Jose: I'm aiming for an early August release. Demos before then.

Standard version - $599
Pro version - $699

(more info in the poster)

http://www.cinematicstrings.com/images/csposter.jpg

Niah - nah, other releases motivate me more!


----------



## José Herring (Jul 5, 2009)

Looks good Alex. I remember the demo you did of the French Horns legato using EW samples. I have high hopes for this library.

Are you planing on recording horns in the future?

best,

Jose


----------



## Alex W (Jul 5, 2009)

Yeah I definitely want to do brass pretty soon, but first things first


----------



## Pzy-Clone (Jul 5, 2009)

woah, its just raining strings these days :D

thats sounds very promising, a good ( i assume :D ) string lib for 699USD is great news indeed.

And a big big pluss for making it Dloadable.

Kewl!! me likes.


----------



## choc0thrax (Jul 5, 2009)

It's a string library battle royale! The Bela D Media-esque poster scares me a little but the price is very interesting.


----------



## Pzy-Clone (Jul 5, 2009)

haha yeah, its a undead string library, see?

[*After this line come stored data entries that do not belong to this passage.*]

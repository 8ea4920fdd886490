//! Detector trait and the explicitly-constructed detector registry.
//!
//! The registry is built once, during an initialization phase, and then
//! treated as read-only for the lifetime of concurrent evaluations. There is
//! no ambient global state: tests construct isolated registries with fakes,
//! and production code passes one `Arc<DetectorRegistry>` around.

use std::collections::BTreeMap;
use std::sync::Arc;

use crate::domain::{CandleWindow, RawCandidate};

/// Error produced by a detector during evaluation.
///
/// Detectors are opaque plugins, so this is a plain message rather than a
/// structured taxonomy; the runner records it and moves on.
#[derive(Debug, Clone, thiserror::Error)]
#[error("{message}")]
pub struct DetectorError {
    pub message: String,
}

impl DetectorError {
    pub fn new(message: impl Into<String>) -> Self {
        Self {
            message: message.into(),
        }
    }
}

/// A pluggable pattern/structure detector.
///
/// # Architecture invariant
/// `detect` receives only the candle window. Implementations must not retain
/// cross-call mutable state — the engine relies on detectors being pure
/// functions of the window for evaluation determinism.
pub trait Detector: Send + Sync {
    /// Stable identifier referenced by strategy configs (e.g. "break_retest").
    fn id(&self) -> &str;

    /// Family taxonomy tag (e.g. "structure", "sr", "fibo"). Owned by the
    /// registration, not the strategy.
    fn family(&self) -> &str;

    /// Inspect the window and return zero or more raw candidates.
    fn detect(&self, window: &CandleWindow) -> Result<Vec<RawCandidate>, DetectorError>;
}

/// Registration and lookup errors.
#[derive(Debug, thiserror::Error)]
pub enum RegistryError {
    #[error("detector `{0}` is already registered with a different implementation")]
    DuplicateDetector(String),
    #[error("unknown detector: {0}")]
    UnknownDetector(String),
}

/// A provider contributes detectors during the explicit initialization phase.
///
/// This replaces import-time registration side effects: callers hand
/// `DetectorRegistry::build` a list of providers, and the returned registry
/// is complete before the first evaluation starts.
pub trait DetectorProvider {
    fn provide(&self, registry: &mut DetectorRegistry) -> Result<(), RegistryError>;
}

/// Maps detector ids to implementations.
///
/// `BTreeMap` keeps iteration order deterministic, which in turn keeps
/// detector invocation order (and therefore diagnostics order) reproducible.
#[derive(Default)]
pub struct DetectorRegistry {
    detectors: BTreeMap<String, Arc<dyn Detector>>,
}

impl DetectorRegistry {
    /// An empty registry. Production code usually wants
    /// [`with_builtins`](Self::with_builtins) or [`build`](Self::build).
    pub fn new() -> Self {
        Self::default()
    }

    /// A registry pre-populated with the built-in detector suite.
    pub fn with_builtins() -> Self {
        let mut registry = Self::new();
        crate::detectors::register_builtins(&mut registry)
            .expect("built-in detector ids are unique");
        registry
    }

    /// The initialization phase: built-ins plus every provider's detectors.
    /// The returned registry is complete; callers should treat it as frozen.
    pub fn build(providers: &[Box<dyn DetectorProvider>]) -> Result<Self, RegistryError> {
        let mut registry = Self::with_builtins();
        for provider in providers {
            provider.provide(&mut registry)?;
        }
        Ok(registry)
    }

    /// Register a detector under its own id.
    ///
    /// Re-registering the exact same instance is an accepted no-op;
    /// registering a different implementation under a taken id is a
    /// [`RegistryError::DuplicateDetector`].
    pub fn register(&mut self, detector: Arc<dyn Detector>) -> Result<(), RegistryError> {
        let id = detector.id().to_string();
        if let Some(existing) = self.detectors.get(&id) {
            if Arc::ptr_eq(existing, &detector) {
                return Ok(());
            }
            return Err(RegistryError::DuplicateDetector(id));
        }
        self.detectors.insert(id, detector);
        Ok(())
    }

    pub fn get(&self, detector_id: &str) -> Result<&Arc<dyn Detector>, RegistryError> {
        self.detectors
            .get(detector_id)
            .ok_or_else(|| RegistryError::UnknownDetector(detector_id.to_string()))
    }

    pub fn contains(&self, detector_id: &str) -> bool {
        self.detectors.contains_key(detector_id)
    }

    /// Registered ids in deterministic (lexicographic) order. The iterator
    /// borrows the registry, so it is finite and restartable.
    pub fn list_ids(&self) -> impl Iterator<Item = &str> + '_ {
        self.detectors.keys().map(String::as_str)
    }

    /// Registered (id, family) pairs in deterministic order.
    pub fn list_with_families(&self) -> impl Iterator<Item = (&str, &str)> + '_ {
        self.detectors
            .iter()
            .map(|(id, det)| (id.as_str(), det.family()))
    }

    pub fn len(&self) -> usize {
        self.detectors.len()
    }

    pub fn is_empty(&self) -> bool {
        self.detectors.is_empty()
    }
}

impl std::fmt::Debug for DetectorRegistry {
    fn fmt(&self, f: &mut std::fmt::Formatter<'_>) -> std::fmt::Result {
        f.debug_struct("DetectorRegistry")
            .field("ids", &self.detectors.keys().collect::<Vec<_>>())
            .finish()
    }
}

nah, its great to see more string libs coming up, hope to hear some demos of this soon.


----------



## choc0thrax (Jul 5, 2009)

Yes...demos soon. Tough position, Alex probably wants time to make demos but with LASS going on sale in 2 days I wonder how many who've been itching to buy LASS will put off their purchase until hearing this new lib. I wish this library luck cause it's in my price range. 8)


----------



## tripit (Jul 5, 2009)

Bring them on, the more choices we have, the better.


----------



## Christian Marcussen (Jul 5, 2009)

Demos! 

I like that it's downloadable.

More info would also be great... Velocities, sections, RR, etc, etc...


----------



## Shantar (Jul 5, 2009)

Wow. These are indeed exiting times for us. I´m looking forward to hear some demos. And more information please. :D


----------



## scottbuckley (Jul 6, 2009)

Aussie Oi! I'm excited to hear what comes of this one... Choco said it - a good price range! Glad to support fellow Aussies as well .

Demos please!!


----------



## IvanP (Jul 6, 2009)

Thank you, Alex, 

Can you tell us what's the difference between Pro and normal version?


Thks, 

Iván


----------



## Alex W (Jul 6, 2009)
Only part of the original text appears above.